MFAEDAer Marika Borgeson (’13) sat down with augmented reality artist Tamiko Thiel during her visit to Duke to discuss Thiel’s integration of mechanical engineering and artistic practice, her beginnings in augmented reality, and some of her projects in progress.

 

M: Can you explain how you made or what caused the switch from mechanical engineering to art, or do you even see it as a switch?

T: Yeah, um, I guess it’s probably more accurate to say I was a product design engineer and the reason I got into that was because I got into the Stanford product design department which was partially the M.E. [mechanical engineering] department and partially the in the art of design department at Stanford because it combined it combined art and technology, so that’s what got me in there in the first place. And then I was working as a product design engineer at Hewlitt Packard, but it wasn’t really so interesting compared to what other friends were doing at Xerox Park or at Apple. A friend was in the group that made the first Macintosh and there was a lot of excitement in that field. And so when I went to MIT initially I wanted to go in a more technical direction and then stumbled upon the visual language workshop and the arc mac (check) departments which became the Media Lab. So when I stumbled upon them I thought “well, this is actually what I really want to do.” So it’s more like I was going back and forth a little bit but it was the aspect of technology together with visual design that actually attracted me.
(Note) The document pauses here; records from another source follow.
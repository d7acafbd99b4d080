//! Generator (rate) matrix of the chain and its adjacency pattern.
//!
//! Reading: row is the source state, column the destination. Off-diagonal
//! cells hold transition rates; each diagonal cell is the negated sum of its
//! row so that every row sums to zero.

use serde::{Deserialize, Serialize};
use tracing::debug;

use super::parameters::DerivedRates;
use super::states::{State, STATE_COUNT};
use super::transitions::TransitionRule;

/// Tolerance used when checking that rows balance
pub const ROW_SUM_TOLERANCE: f64 = 1e-9;

/// 7×7 CTMC generator matrix Q
#[derive(Debug, Clone, PartialEq, Serialize, Deserialize)]
pub struct GeneratorMatrix {
    rates: [[f64; STATE_COUNT]; STATE_COUNT],
}

impl GeneratorMatrix {
    /// Fold the rule table into a rate matrix, then balance the diagonal
    pub fn build(rules: &[TransitionRule], rates: &DerivedRates) -> Self {
        let mut matrix = [[0.0; STATE_COUNT]; STATE_COUNT];

        for rule in rules {
            matrix[rule.from.index()][rule.to.index()] += rule.category.rate(rates);
        }

        for (i, row) in matrix.iter_mut().enumerate() {
            let outflow: f64 = row
                .iter()
                .enumerate()
                .filter(|&(j, _)| j != i)
                .map(|(_, rate)| rate)
                .sum();
            row[i] = -outflow;
        }

        let generator = Self { rates: matrix };
        debug!(
            transitions = generator.off_diagonal_count(),
            balanced = generator.is_balanced(),
            "built generator matrix"
        );
        generator
    }

    pub fn get(&self, from: State, to: State) -> f64 {
        self.rates[from.index()][to.index()]
    }

    pub fn row(&self, state: State) -> &[f64; STATE_COUNT] {
        &self.rates[state.index()]
    }

    pub fn rows(&self) -> &[[f64; STATE_COUNT]; STATE_COUNT] {
        &self.rates
    }

    pub fn row_sum(&self, state: State) -> f64 {
        self.row(state).iter().sum()
    }

    /// True if every row sums to zero within [`ROW_SUM_TOLERANCE`]
    pub fn is_balanced(&self) -> bool {
        State::ALL
            .iter()
            .all(|&s| self.row_sum(s).abs() <= ROW_SUM_TOLERANCE)
    }

    /// Number of non-zero off-diagonal entries
    pub fn off_diagonal_count(&self) -> usize {
        self.off_diagonal_entries().count()
    }

    /// Non-zero off-diagonal cells in row-major order
    pub fn off_diagonal_entries(&self) -> impl Iterator<Item = (State, State, f64)> + '_ {
        State::ALL.into_iter().flat_map(move |from| {
            State::ALL
                .into_iter()
                .filter(move |&to| to != from)
                .map(move |to| (from, to, self.get(from, to)))
                .filter(|&(_, _, rate)| rate != 0.0)
        })
    }
}

/// Sign pattern of the generator off the diagonal
#[derive(Debug, Clone, PartialEq, Eq, Serialize, Deserialize)]
pub struct AdjacencyMatrix {
    cells: [[u8; STATE_COUNT]; STATE_COUNT],
}

impl AdjacencyMatrix {
    pub fn from_generator(generator: &GeneratorMatrix) -> Self {
        let mut cells = [[0u8; STATE_COUNT]; STATE_COUNT];
        for (from, to, _) in generator.off_diagonal_entries() {
            cells[from.index()][to.index()] = 1;
        }
        Self { cells }
    }

    pub fn has_edge(&self, from: State, to: State) -> bool {
        self.cells[from.index()][to.index()] == 1
    }

    pub fn rows(&self) -> &[[u8; STATE_COUNT]; STATE_COUNT] {
        &self.cells
    }

    pub fn edge_count(&self) -> usize {
        self.cells
            .iter()
            .map(|row| row.iter().filter(|&&c| c == 1).count())
            .sum()
    }
}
So it’s not like I was a really hardcore mechanical engineer and then veered off to do art.

 

M: How do you think your background in the science of this technology informs your art practice?

T: It certainly gives me a different mental approach. I think as an engineer you have to be more detailed. You have to be a bit more rigorous in how you go about projects because if you’re a civil engineer the bridge could fall, if you’re a mechanical engineer you know people’s lives aren’t at stake, but the machine could break and if you’re working in commercial areas and the products are going out on the market then they have to work and you can’t do a halfway thing and you can’t pretend that you’re doing technology when you’re working as an engineer and I’ve noticed for instance that some of the artists who are working with technology there’s a, maybe you can call it a side branch of media art, where you sort of pretend to do technology you pretend that you’re building robots that will be roving the moon, you pretend that you’re doing an art work that has certain technical functions but if you get into it turns out it actually doesn’t work technically, it’s actually more sort of a conceptual or thought experiment and when I realized that some of the media artists worked in that way I was shocked because I come from an environment as an engineer but also in the team media lab environment where if you say you do technology then people number 1 believe you and number 2 expect that it actually does work technically. And I know of people who were at MIT and doing this sort of thing who then were denied tenure for exactly that reason because they were saying they were doing technology and they weren’t actually building it. But people expect if you’re engineer that you’re actually building it. So that’s definitely a difference.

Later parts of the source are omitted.